On that background, the purpose of this study was to externally validate Nandra et al.’s 6 1-year BBN prediction model for survival in patients with bone sarcomas and to develop a GBM model using their training cohort and evaluate whether the GBM model outperformed the suggested BBN model when externally validated in an independent Danish population cohort.
Material and methods
This is a retrospective study. Our training cohort was originally described by Nandra et al. 6 Briefly, 3493 patients with newly diagnosed bone sarcomas treated between 1970 and 2012 at the Royal Orthopedics Hospital, Birmingham UK were included from their institutional prospectively maintained database. The same cohort was used as the training cohort for the creation of the GBM model in this study. From the Danish Sarcoma Registry, 13 a cohort of patients (n = 771) newly diagnosed with bone sarcomas during 2000–2016 was obtained and was used for the external validation cohort for the BBN model by Nandra et al. 6 as well as for external validation of the GBM model proposed in this study. Approval for the study was obtained from the Danish Data Protection Agency (no. P-2019-54) and the Danish Patient Safety Authority (no. 3-3013-2866/1).

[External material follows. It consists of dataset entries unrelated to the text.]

#[cfg(test)]
mod tests {
    use std::time::Duration;

    use tokio::time::timeout;

    use chirp_core::{ChatError, EventStream, MessagePage, MessageSerial, ReactionKind, RoomEvents};

    use super::*;
    use crate::client::{
        DeleteMessageParams, ReactionParams, SendMessageParams, UpdateMessageParams,
    };
    use crate::memory::InMemoryChatClient;

    const WAIT: Duration = Duration::from_secs(5);

    fn snapshot_channel() -> (
        SnapshotCallback,
        mpsc::UnboundedReceiver<TimelineSnapshot>,
    ) {
        let (tx, rx) = mpsc::unbounded_channel();
        let callback: SnapshotCallback = Arc::new(move |snapshot| {
            let _ = tx.send(snapshot);
        });
        (callback, rx)
    }

    async fn wait_for(
        rx: &mut mpsc::UnboundedReceiver<TimelineSnapshot>,
        mut accept: impl FnMut(&TimelineSnapshot) -> bool,
    ) -> TimelineSnapshot {
        timeout(WAIT, async {
            loop {
                let snapshot = rx.recv().await.expect("snapshot stream should stay open");
                if accept(&snapshot) {
                    return snapshot;
                }
            }
        })
        .await
        .expect("expected snapshot should arrive in time")
    }

    fn send_params(client_id: &str, text: &str) -> SendMessageParams {
        SendMessageParams {
            client_id: client_id.to_owned(),
            text: text.to_owned(),
        }
    }

    fn texts(snapshot: &TimelineSnapshot) -> Vec<String> {
        snapshot
            .messages
            .iter()
            .map(|message| message.text.clone())
            .collect()
    }

    #[tokio::test]
    async fn backfills_history_then_applies_live_events() {
        let client = InMemoryChatClient::new();
        for text in ["one", "two"] {
            client
                .send_message("room:general", send_params("client:a", text))
                .await
                .expect("send should succeed");
        }

        let (callback, mut snapshots) = snapshot_channel();
        let feed = RoomFeed::spawn(
            client.clone(),
            "room:general",
            RoomFeedOptions::default(),
            callback,
        );

        let ready = wait_for(&mut snapshots, |snapshot| {
            snapshot.status == TimelineStatus::Ready && snapshot.messages.len() == 2
        })
        .await;
        assert_eq!(texts(&ready), vec!["one", "two"]);

        client
            .send_message("room:general", send_params("client:b", "three"))
            .await
            .expect("send should succeed");

        let grown = wait_for(&mut snapshots, |snapshot| snapshot.messages.len() == 3).await;
        assert_eq!(texts(&grown), vec!["one", "two", "three"]);

        feed.shutdown().await;
    }

    #[tokio::test]
    async fn edits_deletes_and_reactions_flow_into_snapshots() {
        let client = InMemoryChatClient::new();
        let first = client
            .send_message("room:general", send_params("client:a", "original"))
            .await
            .expect("send should succeed");
        let second = client
            .send_message("room:general", send_params("client:b", "disposable"))
            .await
            .expect("send should succeed");

        let (callback, mut snapshots) = snapshot_channel();
        let feed = RoomFeed::spawn(
            client.clone(),
            "room:general",
            RoomFeedOptions::default(),
            callback,
        );
        wait_for(&mut snapshots, |snapshot| {
            snapshot.status == TimelineStatus::Ready && snapshot.messages.len() == 2
        })
        .await;

        client
            .update_message(
                "room:general",
                &first.serial,
                UpdateMessageParams {
                    client_id: "client:a".to_owned(),
                    text: "edited".to_owned(),
                },
            )
            .await
            .expect("update should succeed");
        client
            .delete_message(
                "room:general",
                &second.serial,
                DeleteMessageParams {
                    client_id: "client:mod".to_owned(),
                },
            )
            .await
            .expect("delete should succeed");
        client
            .add_reaction(
                "room:general",
                &first.serial,
                ReactionParams::new("client:b", ReactionKind::Distinct, "👍"),
            )
            .await
            .expect("reaction should succeed");

        let settled = wait_for(&mut snapshots, |snapshot| {
            snapshot.messages.len() == 2
                && snapshot.messages[0].text == "edited"
                && snapshot.messages[1].deleted
                && !snapshot.messages[0].reactions.distinct.is_empty()
        })
        .await;
        assert_eq!(settled.messages[0].version, 2);
        let tally = settled.messages[0]
            .reactions
            .distinct
            .get("👍")
            .expect("tally should exist");
        assert_eq!(tally.total, 1);

        feed.shutdown().await;
    }

    #[tokio::test]
    async fn discontinuity_resynchronizes_the_whole_room() {
        let client = InMemoryChatClient::new();
        client
            .send_message("room:general", send_params("client:a", "before gap"))
            .await
            .expect("send should succeed");

        let (callback, mut snapshots) = snapshot_channel();
        let feed = RoomFeed::spawn(
            client.clone(),
            "room:general",
            RoomFeedOptions::default(),
            callback,
        );
        wait_for(&mut snapshots, |snapshot| {
            snapshot.status == TimelineStatus::Ready && snapshot.messages.len() == 1
        })
        .await;

        client.emit_discontinuity("room:general", Some("injected gap".to_owned()));
        // While the room resyncs another message lands server-side.
        client
            .send_message("room:general", send_params("client:b", "after gap"))
            .await
            .expect("send should succeed");

        let resynced = wait_for(&mut snapshots, |snapshot| {
            snapshot.status == TimelineStatus::Ready && snapshot.messages.len() == 2
        })
        .await;
        assert_eq!(texts(&resynced), vec!["before gap", "after gap"]);

        feed.shutdown().await;
    }

    /// Client whose history endpoint fails until `heal` is called.
    #[derive(Clone)]
    struct FlakyHistoryClient {
        inner: InMemoryChatClient,
        healthy: Arc<std::sync::atomic::AtomicBool>,
    }

    impl FlakyHistoryClient {
        fn new(inner: InMemoryChatClient) -> Self {
            Self {
                inner,
                healthy: Arc::new(std::sync::atomic::AtomicBool::new(false)),
            }
        }

        fn heal(&self) {
            self.healthy
                .store(true, std::sync::atomic::Ordering::SeqCst);
        }
    }

    impl ChatClient for FlakyHistoryClient {
        fn subscribe(&self, room_id: &str) -> EventStream {
            self.inner.subscribe(room_id)
        }

        async fn fetch_previous_messages(
            &self,
            room_id: &str,
            limit: u16,
        ) -> Result<MessagePage, ChatError> {
            if !self.healthy.load(std::sync::atomic::Ordering::SeqCst) {
                return Err(ChatError::new(
                    chirp_core::ChatErrorCategory::Network,
                    "history_unavailable",
                    "history endpoint unreachable",
                ));
            }
            self.inner.fetch_previous_messages(room_id, limit).await
        }

        async fn send_message(
            &self,
            room_id: &str,
            params: SendMessageParams,
        ) -> Result<chirp_core::MessageSnapshot, ChatError> {
            self.inner.send_message(room_id, params).await
        }

        async fn update_message(
            &self,
            room_id: &str,
            serial: &MessageSerial,
            params: UpdateMessageParams,
        ) -> Result<chirp_core::MessageSnapshot, ChatError> {
            self.inner.update_message(room_id, serial, params).await
        }

        async fn delete_message(
            &self,
            room_id: &str,
            serial: &MessageSerial,
            params: DeleteMessageParams,
        ) -> Result<chirp_core::MessageSnapshot, ChatError> {
            self.inner.delete_message(room_id, serial, params).await
        }

        async fn add_reaction(
            &self,
            room_id: &str,
            serial: &MessageSerial,
            params: ReactionParams,
        ) -> Result<(), ChatError> {
            self.inner.add_reaction(room_id, serial, params).await
        }

        async fn delete_reaction(
            &self,
            room_id: &str,
            serial: &MessageSerial,
            params: ReactionParams,
        ) -> Result<(), ChatError> {
            self.inner.delete_reaction(room_id, serial, params).await
        }
    }

    #[tokio::test]
    async fn failed_backfill_surfaces_error_and_refresh_recovers() {
        let inner = InMemoryChatClient::new();
        inner
            .send_message("room:general", send_params("client:a", "hidden history"))
            .await
            .expect("send should succeed");
        let client = FlakyHistoryClient::new(inner);

        let (callback, mut snapshots) = snapshot_channel();
        let feed = RoomFeed::spawn(
            client.clone(),
            "room:general",
            RoomFeedOptions::default(),
            callback,
        );

        let failed = wait_for(&mut snapshots, |snapshot| snapshot.last_error.is_some()).await;
        assert_eq!(failed.status, TimelineStatus::Empty);
        assert!(failed.messages.is_empty());

        client.heal();
        feed.refresh();

        let recovered = wait_for(&mut snapshots, |snapshot| {
            snapshot.status == TimelineStatus::Ready && snapshot.messages.len() == 1
        })
        .await;
        assert_eq!(recovered.last_error, None);
        assert_eq!(texts(&recovered), vec!["hidden history"]);

        feed.shutdown().await;
    }

    #[tokio::test]
    async fn lagged_event_stream_triggers_resync() {
        // A tiny broadcast buffer plus a worker that never gets to run
        // forces the receiver into the lagged state.
        #[derive(Clone)]
        struct TinyBufferClient {
            inner: InMemoryChatClient,
            events: RoomEvents,
        }

        impl ChatClient for TinyBufferClient {
            fn subscribe(&self, _room_id: &str) -> EventStream {
                self.events.subscribe()
            }

            async fn fetch_previous_messages(
                &self,
                room_id: &str,
                limit: u16,
            ) -> Result<MessagePage, ChatError> {
                self.inner.fetch_previous_messages(room_id, limit).await
            }

            async fn send_message(
                &self,
                room_id: &str,
                params: SendMessageParams,
            ) -> Result<chirp_core::MessageSnapshot, ChatError> {
                let message = self.inner.send_message(room_id, params).await?;
                self.events.emit(chirp_core::RoomEvent::MessageCreated {
                    message: message.clone(),
                });
                Ok(message)
            }

            async fn update_message(
                &self,
                room_id: &str,
                serial: &MessageSerial,
                params: UpdateMessageParams,
            ) -> Result<chirp_core::MessageSnapshot, ChatError> {
                self.inner.update_message(room_id, serial, params).await
            }

            async fn delete_message(
                &self,
                room_id: &str,
                serial: &MessageSerial,
                params: DeleteMessageParams,
            ) -> Result<chirp_core::MessageSnapshot, ChatError> {
                self.inner.delete_message(room_id, serial, params).await
            }

            async fn add_reaction(
                &self,
                room_id: &str,
                serial: &MessageSerial,
                params: ReactionParams,
            ) -> Result<(), ChatError> {
                self.inner.add_reaction(room_id, serial, params).await
            }

            async fn delete_reaction(
                &self,
                room_id: &str,
                serial: &MessageSerial,
                params: ReactionParams,
            ) -> Result<(), ChatError> {
                self.inner.delete_reaction(room_id, serial, params).await
            }
        }

        let client = TinyBufferClient {
            inner: InMemoryChatClient::new(),
            events: RoomEvents::new(1),
        };

        let (callback, mut snapshots) = snapshot_channel();
        let feed = RoomFeed::spawn(
            client.clone(),
            "room:general",
            RoomFeedOptions::default(),
            callback,
        );
        wait_for(&mut snapshots, |snapshot| {
            snapshot.status == TimelineStatus::Ready
        })
        .await;

        // Flood the single-slot buffer faster than the worker can drain.
        for text in ["a", "b", "c", "d", "e", "f", "g", "h"] {
            client
                .send_message("room:general", send_params("client:a", text))
                .await
                .expect("send should succeed");
        }

        // Whether or not individual events were missed, the feed must end
        // on a complete view of the room.
        let settled = wait_for(&mut snapshots, |snapshot| {
            snapshot.status == TimelineStatus::Ready && snapshot.messages.len() == 8
        })
        .await;
        assert_eq!(settled.messages.len(), 8);

        feed.shutdown().await;
    }
}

External validation of the BBN model
The validation cohort comprised 771 patients with newly diagnosed bone sarcoma included from the Danish Sarcoma Registry (DSR) 13 during January 1, 2000–June 22, 2016. The Danish Sarcoma Registry is a national database prospectively maintained since January 1, 2009. Patients from the year 2000 to 2008 were later included in the DSR by validation through the Danish Cancer Registry and the Danish National Pathology Registry. 14 Patients were included from the only two tertiary referral centers for orthopaedic oncology in Denmark. All patients were accounted for a minimum of 1-year follow-up due to the Danish Civil Registration System, 15 where the exact date of death is known for all Danish patients. Survival was defined as the time from the first contact to a tertiary referral center to the date of death or completed 1-year follow-up. Apart from three foreign citizens, no patients were lost to follow-up. Of the 771 patients, 113 (15%) died within the 1-year follow-up (Figure 1).

By shuffling copies of all features, the chosen Boruta algorithm trains a Random Forest on the overall data. Features are then rejected or confirmed. Confirmed features are ranked with their relative influence in the GBM model as demonstrated.
Nandra et al.’s 6 BBN model included 11 candidate features for final analysis: age, sex, tumor size at diagnosis, location, grade, alkaline phosphatase, metastasis at diagnosis, pathologic fracture at diagnosis, diagnosis, tumor site, status 1-year after diagnosis, and year of diagnosis. The Danish Sarcoma Registry contains patient characteristics, tumor characteristics, treatment data, and vital status death 13 —most of the required variables for this validation.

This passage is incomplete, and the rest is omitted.